WHAT TO WORK ON
Give the lines below again exactly, starting with the line that holds "let params = &self.params;" and going on through the line that holds "let beam_ref = dirty.beam.reference_pixel;".

------ THE DATA ------

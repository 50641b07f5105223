// This Source Code Form is subject to the terms of the Mozilla Public
// License, v. 2.0. If a copy of the MPL was not distributed with this
// file, You can obtain one at http://mozilla.org/MPL/2.0/.

//! Högbom CLEAN.

use log::{debug, info, warn};
use ndarray::{prelude::*, Zip};
use vec1::vec1;

use super::{
    check_shapes, fit_restoring_beam, min_value, restore, CleanComponent, Deconvolution,
    DeconvolutionDiagnostics, Deconvolver, GaussianBeam, TerminationReason, TraceEntry,
};
use crate::{
    constants::{
        DEFAULT_CLEAN_THRESHOLD_FRACTION, FALLBACK_BEAM_FWHM_PX, RESISTANT_MEAN_SIGMA_CUT,
    },
    context::{CancelToken, ImagingContext},
    dirty::DirtyProducts,
    error::{ImagingError, NumericalWarning},
    image::{peak_abs, Image},
    math::resistant_mean,
    params::{CleanParams, CleanThreshold, DeconvolverType, RestoringBeamSpec},
};

/// Repeatedly subtract a scaled dirty beam at the peak of the residual.
#[derive(Debug, Clone)]
pub struct Clean {
    params: CleanParams,
}

impl Clean {
    pub fn new(params: CleanParams) -> Clean {
        Clean { params }
    }

    /// The absolute residual at which cleaning stops. If the noise can't be
    /// estimated, a fraction of the initial peak is used instead and a
    /// warning is added.
    fn threshold(
        &self,
        dirty: ArrayView2<f64>,
        initial_peak: f64,
        warnings: &mut Vec<NumericalWarning>,
    ) -> f64 {
        match self.params.threshold {
            CleanThreshold::Absolute(t) => t,
            CleanThreshold::FractionOfPeak(f) => f * initial_peak,
            CleanThreshold::NoiseSigma(n) => {
                let values: Vec<f64> = dirty.iter().copied().collect();
                match resistant_mean(&values, RESISTANT_MEAN_SIGMA_CUT) {
                    Some(rm) if rm.std_dev() > 0.0 => {
                        debug!(
                            "Dirty image noise: {:.6e} (mean {:.6e}, {} pixels kept)",
                            rm.std_dev(),
                            rm.mean,
                            rm.num_good
                        );
                        n * rm.std_dev()
                    }
                    _ => {
                        let w = NumericalWarning::NoiseEstimateFailed {
                            fraction: DEFAULT_CLEAN_THRESHOLD_FRACTION,
                        };
                        warn!("{w}");
                        warnings.push(w);
                        DEFAULT_CLEAN_THRESHOLD_FRACTION * initial_peak
                    }
                }
            }
        }
    }

    fn restoring_beam(
        &self,
        dirty: &DirtyProducts,
        warnings: &mut Vec<NumericalWarning>,
    ) -> GaussianBeam {
        match self.params.restoring_beam {
            RestoringBeamSpec::Fixed { major, minor, pa } => {
                let scale = dirty.beam.pixel_scale;
                GaussianBeam {
                    major_fwhm: major / scale,
                    minor_fwhm: minor / scale,
                    pa,
                }
            }
            RestoringBeamSpec::Fit => match fit_restoring_beam(dirty.beam.data.view()) {
                Some(beam) => beam,
                None => {
                    let w = NumericalWarning::RestoringBeamFitFailed {
                        fwhm_px: FALLBACK_BEAM_FWHM_PX,
                    };
                    warn!("{w}");
                    warnings.push(w);
                    GaussianBeam::circular(FALLBACK_BEAM_FWHM_PX)
                }
            },
        }
    }
}

/// Subtract `amplitude` times `beam` from `residual`, with the beam's
/// `beam_ref` pixel placed at `position`. The beam wraps around the image
/// edges like the transforms that made it; it must have the residual's shape.
pub(super) fn subtract_beam(
    mut residual: ArrayViewMut2<f64>,
    beam: ArrayView2<f64>,
    beam_ref: (usize, usize),
    position: (usize, usize),
    amplitude: f64,
) {
    let (rows, cols) = residual.dim();
    debug_assert_eq!(beam.dim(), (rows, cols));
    let shift_r = (rows + beam_ref.0 - position.0) % rows;
    let shift_c = (cols + beam_ref.1 - position.1) % cols;
    Zip::indexed(&mut residual).for_each(|(r, c), v| {
        *v -= amplitude * beam[((r + shift_r) % rows, (c + shift_c) % cols)];
    });
}

impl Deconvolver for Clean {
    fn algorithm(&self) -> DeconvolverType {
        DeconvolverType::Clean
    }

    fn deconvolve(
        &self,
        dirty: &DirtyProducts,
        ctx: &ImagingContext,
        cancel: &CancelToken,
    ) -> Result<Deconvolution, ImagingError> {
        self.params.validate()?;
        check_shapes(dirty, ctx)?;
        let geometry = *ctx.geometry();
        let params = &self.params;

        let mut residual = dirty.dirty.data.clone();
        let mut model = Array2::<f64>::zeros(geometry.shape());
        let beam = dirty.beam.data.view();
        let beam_ref = dirty.beam.reference_pixel;

        let mut warnings = vec![];
        let (mut peak_pos, mut peak_value) = peak_abs(residual.view());
        let threshold = self.threshold(residual.view(), peak_value.abs(), &mut warnings);
        debug!(
            "CLEAN: initial peak {peak_value:.6e} at {peak_pos:?}; threshold {threshold:.6e}"
        );

        let mut trace = vec1![TraceEntry {
            iteration: 0,
            metric: peak_value.abs(),
            min_model: 0.0,
        }];
        let mut components = vec![];
        let mut iterations = 0;
        let mut num_not_decreasing = 0;
        let mut termination = TerminationReason::MaxIterations;

        let pb = ctx.iteration_progress(params.max_iterations, "CLEANing".into());
        if peak_value.abs() <= threshold {
            termination = TerminationReason::Converged;
        } else {
            for iteration in 1..=params.max_iterations {
                if cancel.is_cancelled() {
                    termination = TerminationReason::Cancelled;
                    break;
                }

                let amplitude = params.gain * peak_value;
                subtract_beam(residual.view_mut(), beam, beam_ref, peak_pos, amplitude);
                model[peak_pos] += amplitude;
                components.push(CleanComponent {
                    iteration,
                    position: peak_pos,
                    amplitude,
                });
                iterations = iteration;
                pb.inc(1);

                let previous = peak_value.abs();
                (peak_pos, peak_value) = peak_abs(residual.view());
                trace.push(TraceEntry {
                    iteration,
                    metric: peak_value.abs(),
                    min_model: min_value(&model),
                });

                if peak_value.abs() <= threshold {
                    termination = TerminationReason::Converged;
                    break;
                }
                if peak_value.abs() >= previous {
                    num_not_decreasing += 1;
                    if num_not_decreasing >= params.stall_window {
                        termination = TerminationReason::Diverged;
                        break;
                    }
                } else {
                    num_not_decreasing = 0;
                }
            }
        }
        pb.abandon_with_message(format!("CLEAN: {termination} after {iterations} iterations"));
        info!(
            "CLEAN finished after {iterations} iterations ({termination}); peak residual {:.6e}",
            peak_value.abs()
        );

        let restoring_beam = self.restoring_beam(dirty, &mut warnings);
        let mut restored = restore(model.view(), &restoring_beam);
        restored += &residual;

        let model_flux = model.sum();
        Ok(Deconvolution {
            model: Image::new(model, &geometry),
            residual: Image::new(residual, &geometry),
            restored: Some(Image::new(restored, &geometry)),
            components,
            diagnostics: DeconvolutionDiagnostics {
                algorithm: DeconvolverType::Clean,
                iterations,
                termination,
                trace,
                model_flux,
                restoring_beam: Some(restoring_beam),
                mem: None,
                warnings,
            },
        })
    }
}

------

TASK SOLUTION
        let params = &self.params;

        let mut residual = dirty.dirty.data.clone();
        let mut model = Array2::<f64>::zeros(geometry.shape());
        let beam = dirty.beam.data.view();
        let beam_ref = dirty.beam.reference_pixel;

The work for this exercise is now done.